Job Corps offered the opportunity for a fresh start and Levi was motivated to leverage every resource the program offered. He enrolled in the Natural Resources Training Program, earning his Red Card as a wildland Firefighter Type 2 (FFT2). He became a member of the Trapper Creek Fire Crew and a member of the Trapper Creek Trails Crew.
Levi also quickly found his footing as a student leader. On campus, he served as a student guide and helped ensure newly enrolled students had a support system to navigate the program. In addition to leading by example among his peers, Levi served as a role model to a younger generation by teaching conflict management and communication skills to middle school students through the Center’s Advanced Leadership program, or SUMMIT. Recognized for his professionalism and enthusiasm, Levi was also frequently selected to give campus tours, including to several notable guests, such as U.S. Senators Jon Tester and Steve Daines. Levi has also shared his story in front of regional Forest Service leadership and the Ravalli County Commissioners.

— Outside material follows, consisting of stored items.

use std::path::{Path, PathBuf};

use log::{debug, info, warn};
use serde_json::{Map, Value};

use crate::error::{PesaError, Result};
use crate::models::UNCATEGORIZED;

/// Category name -> keyword list, mirrored to a JSON file.
///
/// Categories keep insertion order. The matcher walks them in that order and
/// the JSON file preserves it, so the "later category wins" tie-break is
/// stable across restarts.
#[derive(Debug, Clone, PartialEq)]
pub struct CategoryStore {
    path: PathBuf,
    categories: Vec<(String, Vec<String>)>,
}

impl CategoryStore {
    /// Empty store holding only the reserved category.
    pub fn new(path: &Path) -> Self {
        Self {
            path: path.to_path_buf(),
            categories: vec![(UNCATEGORIZED.to_string(), Vec::new())],
        }
    }

    /// Read the store at `path`, falling back to the default store when the
    /// file is missing, unreadable or not valid JSON.
    pub fn load(path: &Path) -> Self {
        match Self::open(path) {
            Ok(store) => store,
            Err(e) => {
                warn!(
                    "could not read category store {}: {e}; starting with defaults",
                    path.display()
                );
                Self::new(path)
            }
        }
    }

    /// Like [`CategoryStore::load`] but reports read and parse failures.
    /// A missing file is not an error.
    pub fn open(path: &Path) -> Result<Self> {
        if !path.exists() {
            debug!("no category store at {}, using defaults", path.display());
            return Ok(Self::new(path));
        }
        let content = std::fs::read_to_string(path)?;
        let mut categories = parse_categories(&content)?;
        if !categories.iter().any(|(name, _)| name == UNCATEGORIZED) {
            categories.insert(0, (UNCATEGORIZED.to_string(), Vec::new()));
        }
        info!(
            "loaded {} categories from {}",
            categories.len(),
            path.display()
        );
        Ok(Self {
            path: path.to_path_buf(),
            categories,
        })
    }

    pub fn path(&self) -> &Path {
        &self.path
    }

    /// Write the full mapping to disk. The JSON goes to a sibling temp file
    /// first and is renamed over the target, so a crash never leaves a
    /// truncated store behind.
    pub fn save(&self) -> Result<()> {
        if let Some(dir) = self.path.parent() {
            if !dir.as_os_str().is_empty() {
                std::fs::create_dir_all(dir)?;
            }
        }
        let json = serde_json::to_string_pretty(&self.to_json())?;
        let tmp = self.path.with_extension("json.tmp");
        std::fs::write(&tmp, format!("{json}\n"))?;
        std::fs::rename(&tmp, &self.path)?;
        debug!("saved {} categories to {}", self.len(), self.path.display());
        Ok(())
    }

    pub fn len(&self) -> usize {
        self.categories.len()
    }

    pub fn contains(&self, name: &str) -> bool {
        self.categories.iter().any(|(n, _)| n == name)
    }

    pub fn names(&self) -> Vec<&str> {
        self.categories.iter().map(|(n, _)| n.as_str()).collect()
    }

    pub fn keywords(&self, name: &str) -> Option<&[String]> {
        self.categories
            .iter()
            .find(|(n, _)| n == name)
            .map(|(_, kws)| kws.as_slice())
    }

    pub fn iter(&self) -> impl Iterator<Item = (&str, &[String])> {
        self.categories
            .iter()
            .map(|(n, kws)| (n.as_str(), kws.as_slice()))
    }

    /// Insert an empty keyword list under `name`. Returns false if the
    /// category already exists.
    pub fn add_category(&mut self, name: &str) -> bool {
        if self.contains(name) {
            return false;
        }
        self.categories.push((name.to_string(), Vec::new()));
        true
    }

    /// Delete a category and its keywords. The reserved category stays.
    pub fn remove_category(&mut self, name: &str) -> Result<bool> {
        if name == UNCATEGORIZED {
            return Err(PesaError::ReservedCategory(name.to_string()));
        }
        let before = self.categories.len();
        self.categories.retain(|(n, _)| n != name);
        Ok(self.categories.len() != before)
    }

    /// Append a trimmed keyword to `category`. Blank keywords and keywords
    /// already stored verbatim are ignored (returns false). Memory only; the
    /// caller decides when to [`save`](CategoryStore::save).
    pub fn add_keyword(&mut self, category: &str, keyword: &str) -> Result<bool> {
        if category == UNCATEGORIZED {
            return Err(PesaError::ReservedCategory(category.to_string()));
        }
        let keywords = self.keywords_mut(category)?;
        let keyword = keyword.trim();
        if keyword.is_empty() || keywords.iter().any(|k| k == keyword) {
            return Ok(false);
        }
        keywords.push(keyword.to_string());
        Ok(true)
    }

    pub fn remove_keyword(&mut self, category: &str, keyword: &str) -> Result<bool> {
        let keywords = self.keywords_mut(category)?;
        let keyword = keyword.trim();
        let before = keywords.len();
        keywords.retain(|k| k != keyword);
        Ok(keywords.len() != before)
    }

    fn keywords_mut(&mut self, category: &str) -> Result<&mut Vec<String>> {
        self.categories
            .iter_mut()
            .find(|(n, _)| n == category)
            .map(|(_, kws)| kws)
            .ok_or_else(|| PesaError::UnknownCategory(category.to_string()))
    }

    fn to_json(&self) -> Value {
        let map: Map<String, Value> = self
            .categories
            .iter()
            .map(|(name, kws)| {
                let list = kws.iter().cloned().map(Value::String).collect();
                (name.clone(), Value::Array(list))
            })
            .collect();
        Value::Object(map)
    }
}

fn parse_categories(content: &str) -> Result<Vec<(String, Vec<String>)>> {
    let Value::Object(map) = serde_json::from_str::<Value>(content)? else {
        return Err(PesaError::Store("expected a JSON object".into()));
    };
    let mut categories = Vec::with_capacity(map.len());
    for (name, value) in map {
        let Value::Array(items) = value else {
            return Err(PesaError::Store(format!(
                "keywords for '{name}' must be a list"
            )));
        };
        let keywords = items
            .into_iter()
            .map(|item| match item {
                Value::String(s) => Ok(s),
                other => Err(PesaError::Store(format!(
                    "keyword under '{name}' is not a string: {other}"
                ))),
            })
            .collect::<Result<Vec<_>>>()?;
        categories.push((name, keywords));
    }
    Ok(categories)
}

During his time at Trapper Creek, Levi was name-requested to serve on every crew or project he ever worked on. Whether it was a local fire district or a local rancher needing help, Levi was the person they wanted. As a member of the fire crew, at times he literally gave fellow crewmembers the shirt off his back; he wanted to make sure his peers felt as if they were part of a family.
At one point during his term at Trapper Creek, a motivational speaker came to campus and asked students to describe what they wanted for their futures. While most students spoke of opening a business or landing an apprenticeship, Levi said he wanted “to inspire others to greatness.” Roughly halfway through his training at Trapper Creek, he decided the best avenue to become that person was to graduate and enter advanced training at Grafton Job Corps Center in Massachusetts, where he could be certified as Human Services Worker
Ultimately, Levi hopes to earn degrees in sociology and political science. He wants to one day make big chances on the macro-level, but first he wants to learn more about the issues in our country and make a direct impact on people by spending time working at rehab centers, corrections facilities, or homeless shelters. As Levi says, “Sometimes all people need is a chance to shine, and I want to make sure everybody gets a chance like I have.”